Please copy each line of the listing below in which the word "Debug" appears.
--- Information supplied Enclosed Below ---
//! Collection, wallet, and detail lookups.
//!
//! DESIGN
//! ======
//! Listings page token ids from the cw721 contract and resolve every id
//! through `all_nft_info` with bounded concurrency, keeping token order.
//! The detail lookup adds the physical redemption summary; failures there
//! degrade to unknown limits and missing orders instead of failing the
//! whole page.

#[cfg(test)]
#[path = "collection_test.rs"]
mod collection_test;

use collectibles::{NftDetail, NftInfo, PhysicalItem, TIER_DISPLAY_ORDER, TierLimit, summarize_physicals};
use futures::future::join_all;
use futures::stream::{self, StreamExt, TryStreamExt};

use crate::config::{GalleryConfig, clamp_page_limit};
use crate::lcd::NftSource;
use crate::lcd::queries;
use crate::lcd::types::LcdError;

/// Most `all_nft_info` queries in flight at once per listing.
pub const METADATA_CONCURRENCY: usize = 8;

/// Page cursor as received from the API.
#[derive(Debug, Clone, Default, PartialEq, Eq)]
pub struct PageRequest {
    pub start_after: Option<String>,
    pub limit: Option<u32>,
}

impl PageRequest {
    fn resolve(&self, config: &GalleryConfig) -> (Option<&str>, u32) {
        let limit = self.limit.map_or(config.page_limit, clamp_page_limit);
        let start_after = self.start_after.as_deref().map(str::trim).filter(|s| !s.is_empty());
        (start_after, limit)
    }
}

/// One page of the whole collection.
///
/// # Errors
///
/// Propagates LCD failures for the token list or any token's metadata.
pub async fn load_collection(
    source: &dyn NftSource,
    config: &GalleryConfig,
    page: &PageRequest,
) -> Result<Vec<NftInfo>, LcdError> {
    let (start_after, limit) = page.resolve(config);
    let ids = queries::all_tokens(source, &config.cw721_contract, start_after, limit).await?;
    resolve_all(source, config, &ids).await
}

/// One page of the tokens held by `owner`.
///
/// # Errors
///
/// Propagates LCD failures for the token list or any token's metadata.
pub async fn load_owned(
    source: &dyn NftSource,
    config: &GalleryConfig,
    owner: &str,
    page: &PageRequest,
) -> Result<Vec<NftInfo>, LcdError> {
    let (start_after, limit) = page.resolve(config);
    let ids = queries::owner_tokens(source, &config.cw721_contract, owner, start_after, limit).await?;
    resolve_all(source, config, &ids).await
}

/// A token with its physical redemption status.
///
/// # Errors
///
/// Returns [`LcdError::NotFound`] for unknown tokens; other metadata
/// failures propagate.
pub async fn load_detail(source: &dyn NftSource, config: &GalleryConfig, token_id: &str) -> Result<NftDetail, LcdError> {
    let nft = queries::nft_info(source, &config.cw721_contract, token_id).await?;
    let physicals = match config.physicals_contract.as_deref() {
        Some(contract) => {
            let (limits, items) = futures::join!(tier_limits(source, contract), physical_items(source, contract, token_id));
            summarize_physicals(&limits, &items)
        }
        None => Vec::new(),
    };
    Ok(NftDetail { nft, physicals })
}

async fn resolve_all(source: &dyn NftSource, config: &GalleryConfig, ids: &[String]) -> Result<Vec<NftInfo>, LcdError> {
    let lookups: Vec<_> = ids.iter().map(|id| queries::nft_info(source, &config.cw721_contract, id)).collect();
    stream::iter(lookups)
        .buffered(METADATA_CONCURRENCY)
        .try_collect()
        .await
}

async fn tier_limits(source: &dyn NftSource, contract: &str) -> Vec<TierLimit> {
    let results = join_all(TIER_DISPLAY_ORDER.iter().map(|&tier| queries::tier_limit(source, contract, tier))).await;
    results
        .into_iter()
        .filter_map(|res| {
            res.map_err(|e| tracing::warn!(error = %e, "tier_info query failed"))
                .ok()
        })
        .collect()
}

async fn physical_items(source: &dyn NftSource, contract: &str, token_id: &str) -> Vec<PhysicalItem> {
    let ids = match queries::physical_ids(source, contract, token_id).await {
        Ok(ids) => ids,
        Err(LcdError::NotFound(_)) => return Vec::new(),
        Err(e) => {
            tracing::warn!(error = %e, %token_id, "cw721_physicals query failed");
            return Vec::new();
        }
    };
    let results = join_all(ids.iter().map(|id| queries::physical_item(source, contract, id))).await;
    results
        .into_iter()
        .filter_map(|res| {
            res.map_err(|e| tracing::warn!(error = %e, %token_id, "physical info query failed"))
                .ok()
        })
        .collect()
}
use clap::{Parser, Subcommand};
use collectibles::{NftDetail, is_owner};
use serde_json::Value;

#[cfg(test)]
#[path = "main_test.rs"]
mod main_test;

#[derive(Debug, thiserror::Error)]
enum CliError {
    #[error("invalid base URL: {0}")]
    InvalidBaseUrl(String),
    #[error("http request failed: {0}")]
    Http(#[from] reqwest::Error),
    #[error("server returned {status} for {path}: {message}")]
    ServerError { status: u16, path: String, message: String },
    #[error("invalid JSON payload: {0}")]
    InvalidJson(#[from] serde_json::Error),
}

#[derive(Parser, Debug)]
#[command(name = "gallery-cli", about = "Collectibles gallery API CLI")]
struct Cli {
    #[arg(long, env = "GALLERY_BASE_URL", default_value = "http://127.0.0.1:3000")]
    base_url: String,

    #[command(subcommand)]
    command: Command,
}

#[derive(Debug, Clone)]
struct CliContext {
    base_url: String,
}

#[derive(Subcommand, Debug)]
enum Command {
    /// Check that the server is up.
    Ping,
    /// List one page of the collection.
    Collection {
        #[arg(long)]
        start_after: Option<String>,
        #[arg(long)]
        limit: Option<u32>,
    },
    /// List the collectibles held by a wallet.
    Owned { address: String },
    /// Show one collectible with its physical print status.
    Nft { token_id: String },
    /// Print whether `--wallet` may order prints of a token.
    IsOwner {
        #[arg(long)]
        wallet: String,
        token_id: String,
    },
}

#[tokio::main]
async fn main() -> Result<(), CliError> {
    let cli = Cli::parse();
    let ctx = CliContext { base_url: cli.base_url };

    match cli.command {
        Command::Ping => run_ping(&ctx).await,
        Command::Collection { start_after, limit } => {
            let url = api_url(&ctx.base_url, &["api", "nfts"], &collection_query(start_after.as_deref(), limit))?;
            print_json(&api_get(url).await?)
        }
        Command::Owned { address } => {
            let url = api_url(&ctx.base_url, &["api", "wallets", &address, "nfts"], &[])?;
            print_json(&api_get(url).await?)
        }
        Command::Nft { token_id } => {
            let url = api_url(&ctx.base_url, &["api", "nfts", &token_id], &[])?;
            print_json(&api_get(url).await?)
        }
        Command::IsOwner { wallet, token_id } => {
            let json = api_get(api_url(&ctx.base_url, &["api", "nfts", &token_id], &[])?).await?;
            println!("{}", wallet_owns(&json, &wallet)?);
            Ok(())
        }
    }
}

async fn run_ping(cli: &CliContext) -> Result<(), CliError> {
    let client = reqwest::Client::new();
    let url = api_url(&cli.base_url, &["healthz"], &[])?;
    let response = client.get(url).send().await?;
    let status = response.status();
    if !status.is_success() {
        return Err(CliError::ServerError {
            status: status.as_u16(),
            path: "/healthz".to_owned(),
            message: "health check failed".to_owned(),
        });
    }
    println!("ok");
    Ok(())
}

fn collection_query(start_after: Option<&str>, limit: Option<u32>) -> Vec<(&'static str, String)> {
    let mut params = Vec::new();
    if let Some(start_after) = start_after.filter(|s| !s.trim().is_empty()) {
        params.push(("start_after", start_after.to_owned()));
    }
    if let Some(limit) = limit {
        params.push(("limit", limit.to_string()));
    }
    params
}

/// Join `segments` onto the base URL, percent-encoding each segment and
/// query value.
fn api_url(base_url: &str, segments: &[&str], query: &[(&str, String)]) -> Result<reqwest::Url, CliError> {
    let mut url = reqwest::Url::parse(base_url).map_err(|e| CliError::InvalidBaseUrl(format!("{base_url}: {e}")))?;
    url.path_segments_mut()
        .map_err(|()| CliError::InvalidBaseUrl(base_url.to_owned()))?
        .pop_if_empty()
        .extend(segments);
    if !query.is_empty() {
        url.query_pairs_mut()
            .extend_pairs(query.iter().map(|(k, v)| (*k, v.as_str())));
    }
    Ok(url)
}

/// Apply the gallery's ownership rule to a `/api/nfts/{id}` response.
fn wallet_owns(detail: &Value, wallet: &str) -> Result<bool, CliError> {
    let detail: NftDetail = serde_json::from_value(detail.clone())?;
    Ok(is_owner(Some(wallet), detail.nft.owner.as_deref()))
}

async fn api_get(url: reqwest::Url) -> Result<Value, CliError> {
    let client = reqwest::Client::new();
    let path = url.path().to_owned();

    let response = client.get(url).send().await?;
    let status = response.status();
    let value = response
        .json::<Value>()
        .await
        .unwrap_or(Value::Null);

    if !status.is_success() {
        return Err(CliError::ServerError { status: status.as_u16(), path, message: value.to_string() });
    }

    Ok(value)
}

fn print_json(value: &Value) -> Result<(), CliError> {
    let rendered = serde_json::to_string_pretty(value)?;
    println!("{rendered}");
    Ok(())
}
--- End of Enclosed Information supplied ---
◆ **Your solution**:
#[derive(Debug, Clone, Default, PartialEq, Eq)]
#[derive(Debug, thiserror::Error)]
#[derive(Parser, Debug)]
#[derive(Debug, Clone)]
#[derive(Subcommand, Debug)]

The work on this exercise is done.